- YOUR OBJECTIVE -
Below are records; report how many of their lines contain the word "single", giving only the number.

===== DATASET

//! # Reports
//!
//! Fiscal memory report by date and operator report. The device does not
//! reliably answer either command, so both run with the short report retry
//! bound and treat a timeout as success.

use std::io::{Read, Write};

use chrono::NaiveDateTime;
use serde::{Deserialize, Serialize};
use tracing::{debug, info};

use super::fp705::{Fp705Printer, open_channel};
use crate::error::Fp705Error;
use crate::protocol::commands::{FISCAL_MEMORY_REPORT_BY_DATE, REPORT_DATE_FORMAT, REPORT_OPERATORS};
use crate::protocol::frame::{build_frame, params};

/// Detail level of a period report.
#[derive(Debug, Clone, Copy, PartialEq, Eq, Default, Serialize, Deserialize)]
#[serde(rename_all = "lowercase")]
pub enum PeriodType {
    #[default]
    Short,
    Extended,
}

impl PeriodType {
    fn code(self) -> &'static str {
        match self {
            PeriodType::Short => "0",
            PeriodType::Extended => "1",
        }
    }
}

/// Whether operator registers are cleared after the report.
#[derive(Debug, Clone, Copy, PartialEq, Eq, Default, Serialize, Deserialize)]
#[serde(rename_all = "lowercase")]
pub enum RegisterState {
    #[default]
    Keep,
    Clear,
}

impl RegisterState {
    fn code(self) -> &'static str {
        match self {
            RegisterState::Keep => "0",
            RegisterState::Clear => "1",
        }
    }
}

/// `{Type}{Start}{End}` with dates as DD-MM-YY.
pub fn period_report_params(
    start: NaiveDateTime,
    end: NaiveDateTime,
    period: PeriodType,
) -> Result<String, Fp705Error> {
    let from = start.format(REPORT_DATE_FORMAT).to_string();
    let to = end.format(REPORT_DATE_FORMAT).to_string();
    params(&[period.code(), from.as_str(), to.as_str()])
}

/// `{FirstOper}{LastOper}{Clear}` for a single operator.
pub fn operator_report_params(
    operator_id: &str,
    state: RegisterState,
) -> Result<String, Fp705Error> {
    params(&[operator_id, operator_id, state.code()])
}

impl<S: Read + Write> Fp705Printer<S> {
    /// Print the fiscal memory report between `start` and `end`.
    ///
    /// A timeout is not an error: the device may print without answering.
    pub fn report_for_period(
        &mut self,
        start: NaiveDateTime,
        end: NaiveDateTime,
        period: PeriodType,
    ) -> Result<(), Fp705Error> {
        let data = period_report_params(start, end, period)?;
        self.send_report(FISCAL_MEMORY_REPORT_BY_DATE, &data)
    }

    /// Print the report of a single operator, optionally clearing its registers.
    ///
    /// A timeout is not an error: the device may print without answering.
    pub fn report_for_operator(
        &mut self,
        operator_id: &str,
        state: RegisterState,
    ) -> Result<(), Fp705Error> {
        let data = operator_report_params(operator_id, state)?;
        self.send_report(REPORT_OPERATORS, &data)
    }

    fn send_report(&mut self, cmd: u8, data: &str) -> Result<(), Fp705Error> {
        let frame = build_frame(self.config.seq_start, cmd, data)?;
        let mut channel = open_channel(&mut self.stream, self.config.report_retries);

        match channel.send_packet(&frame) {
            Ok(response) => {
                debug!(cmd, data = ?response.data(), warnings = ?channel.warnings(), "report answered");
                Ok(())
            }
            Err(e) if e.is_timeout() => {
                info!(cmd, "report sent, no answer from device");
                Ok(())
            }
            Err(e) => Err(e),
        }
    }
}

==========
===== DATASET

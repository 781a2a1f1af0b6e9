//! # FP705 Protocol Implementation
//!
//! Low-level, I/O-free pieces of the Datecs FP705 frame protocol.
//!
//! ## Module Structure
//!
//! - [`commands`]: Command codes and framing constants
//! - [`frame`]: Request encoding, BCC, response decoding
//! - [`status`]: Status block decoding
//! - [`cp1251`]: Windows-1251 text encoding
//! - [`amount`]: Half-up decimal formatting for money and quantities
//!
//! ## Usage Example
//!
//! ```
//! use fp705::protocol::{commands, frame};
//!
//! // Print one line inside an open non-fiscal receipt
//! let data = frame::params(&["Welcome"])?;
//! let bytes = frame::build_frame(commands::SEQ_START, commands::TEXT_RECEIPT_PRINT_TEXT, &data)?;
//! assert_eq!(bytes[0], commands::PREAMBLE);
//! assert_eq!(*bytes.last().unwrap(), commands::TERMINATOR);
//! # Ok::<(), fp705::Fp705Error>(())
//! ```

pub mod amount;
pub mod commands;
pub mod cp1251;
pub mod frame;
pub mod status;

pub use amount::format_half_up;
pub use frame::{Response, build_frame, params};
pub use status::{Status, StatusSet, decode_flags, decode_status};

==========

- EXERCISE RESULT -
2